Personal problems were coming between Van Barneveld and success. A battle with diabetes knocked his confidence, as did reports of blackmail in 2010 (a year in which he managed to reach the World Matchplay final).
2012 was a mixed bag, starting in the worst possible way – with a shock 3-0 defeat to James Richardson at the World Championship. He bounced back in style, breaking his televised average record twice and winning the Grand Slam of Darts, along with a first European event.
Excluding the World Cup of Darts (which he won four times; once with Co Stompe, and three times with Michael van Gerwen), Van Barneveld would win just one more TV title. The 2014 Premier League Darts looked like a straight shootout between the previous two winners, Michael van Gerwen and Phil Taylor.
Yet, thanks to a 12-game unbeaten run in the middle of the season, Barney fought his way to second place. In the semi-finals at the O2 Arena, he finally secured a first Premier League Darts win over Taylor. In the final, he denied Van Gerwen a title defence, seeing out a 10-6 win to roll back the years.

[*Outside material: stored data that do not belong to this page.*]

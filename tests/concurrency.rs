//! Concurrent insertion property: `T` threads each inserting `N/T`
//! disjoint keys must leave the index in a consistent, fully-findable
//! state.

use hnsw_core::{Index, IndexOptions, MetricKind};
use rand::rngs::StdRng;
use rand::{Rng, SeedableRng};
use std::thread;

const DIM: usize = 8;
const THREADS: usize = 8;
const PER_THREAD: usize = 250;
const TOTAL: usize = THREADS * PER_THREAD;

fn random_vector(rng: &mut StdRng) -> Vec<f32> {
    (0..DIM).map(|_| rng.gen_range(-1.0..1.0)).collect()
}

#[test]
fn concurrent_inserts_are_all_findable_and_size_matches() {
    let index = Index::open(
        IndexOptions::new(DIM, MetricKind::Cosine)
            .connectivity(16, 32)
            .max_threads(THREADS),
    )
    .unwrap();

    let vectors: Vec<Vec<f32>> = {
        let mut rng = StdRng::seed_from_u64(2024);
        (0..TOTAL).map(|_| random_vector(&mut rng)).collect()
    };

    thread::scope(|scope| {
        for (thread_id, chunk) in vectors.chunks(PER_THREAD).enumerate() {
            let index = &index;
            let base_key = (thread_id * PER_THREAD) as u64;
            scope.spawn(move || {
                for (i, v) in chunk.iter().enumerate() {
                    index.add(thread_id, base_key + i as u64, v).unwrap();
                }
            });
        }
    });

    assert_eq!(index.size(), TOTAL);
    assert_eq!(index.count_deleted(), 0);

    // Every inserted key must be exactly findable.
    for key in 0..TOTAL as u64 {
        assert!(index.contains(key), "key {key} missing after concurrent insert");
        let stored = index.get(key).unwrap();
        assert_eq!(stored, vectors[key as usize]);
    }

    // And ANN search should recover most inserted keys as their own
    // nearest neighbor (recall >= 0.90 under default params).
    let mut hits = 0usize;
    for key in 0..TOTAL as u64 {
        let v = &vectors[key as usize];
        let results = index.search(0, v, 1, None, None).unwrap();
        if results.first().map(|(k, _)| *k) == Some(key) {
            hits += 1;
        }
    }
    let recall = hits as f64 / TOTAL as f64;
    assert!(recall >= 0.90, "self-recall {recall:.3} below 0.90");
}
//! The k-limited ascending result buffer ("top-k buffer" in the
//! glossary): holds at most `k` candidates, always the k smallest seen
//! so far by distance.

use std::collections::BinaryHeap;

use super::Candidate;

/// A k-limited buffer of `(distance, slot)` candidates.
///
/// Internally a max-heap so the current worst member — the one to
/// evict when a better candidate arrives — is always at the top in
/// O(1); `sort_ascending` drains it into the public ascending order.
#[derive(Debug)]
pub struct TopK {
    limit: usize,
    heap: BinaryHeap<Candidate>,
}

impl TopK {
    /// Creates a buffer bounded to `limit` entries (`limit == 0` means
    /// "unbounded", used by the exact brute-force search path).
    #[must_use]
    pub fn new(limit: usize) -> Self {
        Self {
            limit,
            heap: BinaryHeap::with_capacity(limit.max(1)),
        }
    }

    /// Resets the buffer to a new limit, reusing its allocation.
    pub fn reset(&mut self, limit: usize) {
        self.limit = limit;
        self.heap.clear();
    }

    /// Number of candidates currently held.
    #[must_use]
    pub fn len(&self) -> usize {
        self.heap.len()
    }

    /// Whether the buffer is at capacity.
    #[must_use]
    pub fn is_full(&self) -> bool {
        self.limit != 0 && self.heap.len() >= self.limit
    }

    /// The current worst (largest-distance) member, if any.
    #[must_use]
    pub fn worst(&self) -> Option<Candidate> {
        self.heap.peek().copied()
    }

    /// Inserts `candidate` if the buffer has room or it beats the
    /// current worst member. Returns `true` if the candidate was kept.
    pub fn insert_with_limit(&mut self, candidate: Candidate) -> bool {
        if self.limit == 0 {
            self.heap.push(candidate);
            return true;
        }
        if self.heap.len() < self.limit {
            self.heap.push(candidate);
            return true;
        }
        if let Some(worst) = self.heap.peek().copied() {
            if candidate < worst {
                self.heap.pop();
                self.heap.push(candidate);
                return true;
            }
        }
        false
    }

    /// Drains the buffer into ascending order by `(distance, slot)`.
    #[must_use]
    pub fn sort_ascending(self) -> Vec<Candidate> {
        let mut v: Vec<Candidate> = self.heap.into_vec();
        v.sort_unstable();
        v
    }

    /// Same as [`Self::sort_ascending`] but without consuming the
    /// buffer, so per-thread scratch can be read back out and reused
    /// across calls instead of being rebuilt every time.
    #[must_use]
    pub fn to_sorted_vec(&self) -> Vec<Candidate> {
        let mut v: Vec<Candidate> = self.heap.clone().into_vec();
        v.sort_unstable();
        v
    }
}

Van Barneveld’s twilight years were, by his own admission, bittersweet. His struggles with both mental illness and diabetes held him back, while there were alarming flashes of petulance in games against the likes of Taylor and Mervyn King.
There were still flashes of the old Barney, particularly at the 2017 World Championship, where he followed wins over Adrian Lewis and Taylor with a semi-final bout with Van Gerwen that would produce the best winning average (Van Gerwen’s 114.05) and best losing average (Van Barneveld’s 109.34) respectively. A shock win over his Dutch compatriot the year before will also live long in the memory.
His last TV singles final to date would come at the 2018 Masters, with Van Gerwen coming out on top. The pair would combine to win the World Cup that summer. Barney’s last event final came at Players Championship 8, in 2019. A storied career would temporarily end in tears; first in a Premier League farewell in Rotterdam, and then in a World Championship defeat to Darin Young in December 2019.
However he announced his comeback in September 2020, before making his appearance during the Q-School in 2021. He secured his PDC Tour Card on the final day of the event in Niedernhausen as he finished third on the European Q-School Order of Merit.
A mild-mannered postman, Van Barneveld wasn’t a born superstar. Thanks to his prolific success on the oche, the Dutchman became a household name.
While many players have earned popularity, few have accrued a dedicated following as Barney has.
The ‘Barney Army’, resplendent in orange, can be found at every PDC tournament. His global appeal meant that Van Barneveld could depend on staunch support everywhere he went – but particularly in his native Netherlands.
Trips to Rotterdam for the Premier League Darts produced some hair-raising moments. Darts fans everywhere will identify Survivor’s hit ‘Eye of the Tiger’, not with the Rocky franchise, but with Van Barneveld.
While he wasn’t the first Dutchman to appear in top darting events, his rise to prominence electrified the darts scene in Van Barneveld’s home country. Now the likes of Michael van Gerwen, Vincent van der Voort, Jeffrey de Zwaan, Danny Noppert and Ron Meulenkamp are among a strong Netherlands contingent who grew up as fans.
Outside of darts, he even teamed up with Dutch rapper Donnie to release 180 Linkerbaan in 2017.